Bond sales by financial services companies had dropped to a three-year low in 2016 after Zuma’s decision in December 2015 to replace Nhlanhla Nene as finance minister with a little-known lawmaker, before backtracking and appointing Gordhan, who had served in the post before.
Credit demand
South Africa’s largest banks were expected to accelerate lending in 2017 with economic growth seen improving after an expansion of 0.3% in 2016, the slowest pace since the 2009 recession, Ernst & Young said on March 7.
An improvement in non-performing loans was also seen as boosting the granting of credit, it said. That may no longer be the case as rand weakness typically spurs inflation, which curbs spending and the fees banks make off transactions, while making loans harder to repay.
The cost of issuance “has already increased”, Sam Moss, a spokesperson for Johannesburg-based FirstRand [JSE:FSR], said by email on April 11. Any future sales will have to be determined by demand for credit, she said. FirstRand had started increasing debt issuance just two months ago to meet rising investor demand and benefit from declining borrowing rates.
‘Not conducive’
“Ratings downgrades are not conducive to economic growth and job creation and as such, we will maintain our cautious approach to credit,” said Andre du Plessis, chief financial officer of Capitec Bank [JSE:CPI], the country’s biggest provider of unsecured credit.
The lender, based in Stellenbosch, near Cape Town, is reducing the volume of its wholesale debt raised in the bond market, thanks in part to the downgrades, but also because its fixed-term retail deposit base has grown, he said.

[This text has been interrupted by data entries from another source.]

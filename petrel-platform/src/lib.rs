//! # Petrel Platform Library (`petrel-platform`)
//!
//! `petrel-platform` is the platform layer of the Petrel mail and calendar
//! client. It collects the small, stateless transforms the client needs at
//! the boundary to the mobile OS: codec helpers, raw file I/O, metadata
//! resolution for file and content URIs, platform version predicates, JSON
//! flattening, and label color parsing.
//!
//! ## Purpose
//!
//! Every operation is an independently testable transform wrapping a
//! platform API or a small numeric/string computation:
//!
//! - **Error Handling**: a unified error system through the
//!   [`PlatformError`] enum and its specific error types
//!   ([`ColorParseError`], [`ProviderError`]).
//! - **Core Data Types**: [`FileInfo`], the packed-ARGB [`Color`], the
//!   [`Uri`] model with its [`UriTarget`] dispatch, and [`ApiLevel`].
//! - **Content Resolution**: [`get_file_info`] over the injectable
//!   [`ContentProvider`] capability.
//! - **Logging**: console subscriber setup on top of the `tracing` crate
//!   for the host shell; the utilities themselves log nothing.
//! - **Utility Functions**: base64 conversion and byte concatenation
//!   (`utils::encoding`), file read/write (`utils::fs`), JSON flattening
//!   (`utils::json`), and deferred-result interop (`utils::async_utils`).
//!
//! ## Concurrency
//!
//! All operations are synchronous and complete or fail atomically; callers
//! schedule them off the UI thread under their own discipline. Nothing here
//! spawns work, holds locks, or keeps state beyond a scoped file handle.
//!
//! ## Usage
//!
//! ```
//! use petrel_platform::utils::{bytes_to_base64, merge};
//! use petrel_platform::Color;
//!
//! let payload = merge(&[b"header".as_slice(), b"body".as_slice()]);
//! let encoded = bytes_to_base64(&payload);
//! assert!(!encoded.is_empty());
//!
//! let label = Color::from_hex("#1A2").unwrap();
//! assert_eq!(label.argb(), 0xFF11_AA22);
//! ```

pub mod content;
pub mod error;
pub mod logging;
pub mod types;
pub mod utils;

// Re-export key types for convenience
pub use content::{get_file_info, ContentProvider, ContentRow, ProviderError};
pub use error::PlatformError;
pub use logging::{init_logging, init_minimal_logging};
pub use types::{
    at_least_nougat, at_least_oreo, current_api_level, init_api_level, is_color_light, ApiLevel,
    Color, ColorParseError, FileInfo, Uri, UriTarget,
};
pub use utils::{
    base64_to_base64_url, base64_to_bytes, bytes_to_base64, ensure_dir_exists, file_to_uri,
    json_object_to_map, merge, read_file, resolved, write_file,
};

Yields on benchmark government bonds due December 2026 have jumped 46 basis points since Gordhan was recalled from an investor road show by Zuma on March 27. The rand has weakened 7.6% against the dollar, the biggest decline among 31 major and emerging-market currencies tracked by Bloomberg.
That deterioration has spurred Barloworld [JSE:BAW], which distributes equipment for Caterpillar, MTN [JSE:MTN], and the South African National Roads Agency (Sanral) to pull out of bond auctions, according to FirstRand’s Ashburton Investments and Abax Investments.

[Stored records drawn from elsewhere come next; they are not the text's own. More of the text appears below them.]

//! Content resolution: file name and size for a URI.
//!
//! Attachments arrive in the client either as local files or as
//! provider-mediated `content://` resources whose metadata must be queried
//! rather than read from the filesystem. This module defines the
//! [`ContentProvider`] capability trait for that query and the
//! [`get_file_info`] operation that resolves a [`FileInfo`] for any
//! supported URI.
//!
//! The provider is an injected interface so resolution stays testable
//! without a real OS content resolver behind it.

use std::fs;
use std::io;

use thiserror::Error;

use crate::error::PlatformError;
use crate::types::file_info::FileInfo;
use crate::types::uri::{Uri, UriTarget};

/// One metadata row returned by a provider query.
///
/// Mirrors the openable-resource columns of the platform resolver:
/// `_display_name` (which providers may leave unset) and `_size`.
#[derive(Debug, Clone, PartialEq, Eq)]
pub struct ContentRow {
    /// Display name of the resource, if the provider supplied one.
    pub display_name: Option<String>,
    /// Size of the resource in bytes.
    pub size: u64,
}

/// Error type for content provider queries.
#[derive(Debug, Clone, PartialEq, Eq, Error)]
pub enum ProviderError {
    /// The platform raised a security fault for the resource.
    #[error("access to content resource denied: {0}")]
    AccessDenied(String),

    /// The query failed for any other reason.
    #[error("content provider query failed: {0}")]
    Query(String),
}

/// Capability interface for querying metadata of `content://` resources.
///
/// Implemented by the host shell over the real OS resolver; tests supply
/// in-memory implementations.
pub trait ContentProvider {
    /// Queries the metadata row for `uri`.
    ///
    /// Returns `Ok(None)` when the query succeeds but yields no row.
    fn query(&self, uri: &Uri) -> Result<Option<ContentRow>, ProviderError>;
}

/// Resolves the display name and byte size for a URI.
///
/// Dispatches on [`Uri::target`]:
///
/// - **Local files** (`file` scheme or none): the name is the last path
///   segment and the size is the filesystem byte length.
/// - **Content resources** (`content` scheme): the provider is queried. A
///   row without a display name falls back to the URI's last path segment;
///   some providers leave the name unset even though the platform contract
///   says they should default it themselves.
/// - **Anything else** fails with [`PlatformError::UnresolvableScheme`].
///
/// # Errors
///
/// - [`PlatformError::NotFound`] if the resource vanished: the local file is
///   gone, the query returned no row, or the provider raised a security
///   fault. The platform reports a security fault for resources deleted
///   while a URI to them is still held, so it is reinterpreted as not-found.
/// - [`PlatformError::Filesystem`] for local metadata failures other than a
///   missing file.
/// - [`PlatformError::Provider`] for provider failures other than a
///   security fault.
/// - [`PlatformError::UnresolvableScheme`] for unsupported schemes; the
///   caller cannot recover from this.
pub fn get_file_info(
    provider: &dyn ContentProvider,
    uri: &Uri,
) -> Result<FileInfo, PlatformError> {
    match uri.target() {
        UriTarget::LocalFile(path) => {
            let name = uri
                .last_segment()
                .ok_or_else(|| PlatformError::NotFound(uri.to_string()))?;
            let metadata = fs::metadata(&path).map_err(|e| {
                if e.kind() == io::ErrorKind::NotFound {
                    PlatformError::NotFound(uri.to_string())
                } else {
                    PlatformError::Filesystem {
                        message: "Failed to stat local file".to_string(),
                        path: path.clone(),
                        source: e,
                    }
                }
            })?;
            Ok(FileInfo::new(name, metadata.len()))
        }
        UriTarget::ContentResource => {
            let row = match provider.query(uri) {
                Ok(Some(row)) => row,
                Ok(None) => return Err(PlatformError::NotFound(uri.to_string())),
                // A deleted resource may surface as a security fault rather
                // than an empty result.
                Err(ProviderError::AccessDenied(_)) => {
                    return Err(PlatformError::NotFound(uri.to_string()))
                }
                Err(e) => return Err(PlatformError::Provider(e)),
            };
            let name = match row.display_name {
                Some(name) => name,
                None => uri
                    .last_segment()
                    .map(str::to_owned)
                    .ok_or_else(|| PlatformError::NotFound(uri.to_string()))?,
            };
            Ok(FileInfo::new(name, row.size))
        }
        UriTarget::Unsupported(_) => Err(PlatformError::UnresolvableScheme(uri.to_string())),
    }
}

‘Considering implications’
Still, the bond market is not the only source of funding for the country’s lenders, which include Barclays Africa [JSE:BGA] and Investec [JSE:INL]. About 7% of Nedbank's [JSE:NED] total funding base is raised in debt markets and Investec’s loan-to-deposit ratio was 76% at the end of February.
Standard Bank [JSE:SBK], which issued the most debt in the first quarter with eight sales totaling R6.1bn, declined to comment.
“Given the downgrades, and potential for further adverse ratings actions, we are actively considering the implications of these actions on all aspects of our business and strategy,” said Michael Davis, executive head for balance sheet management at Johannesburg-based Nedbank.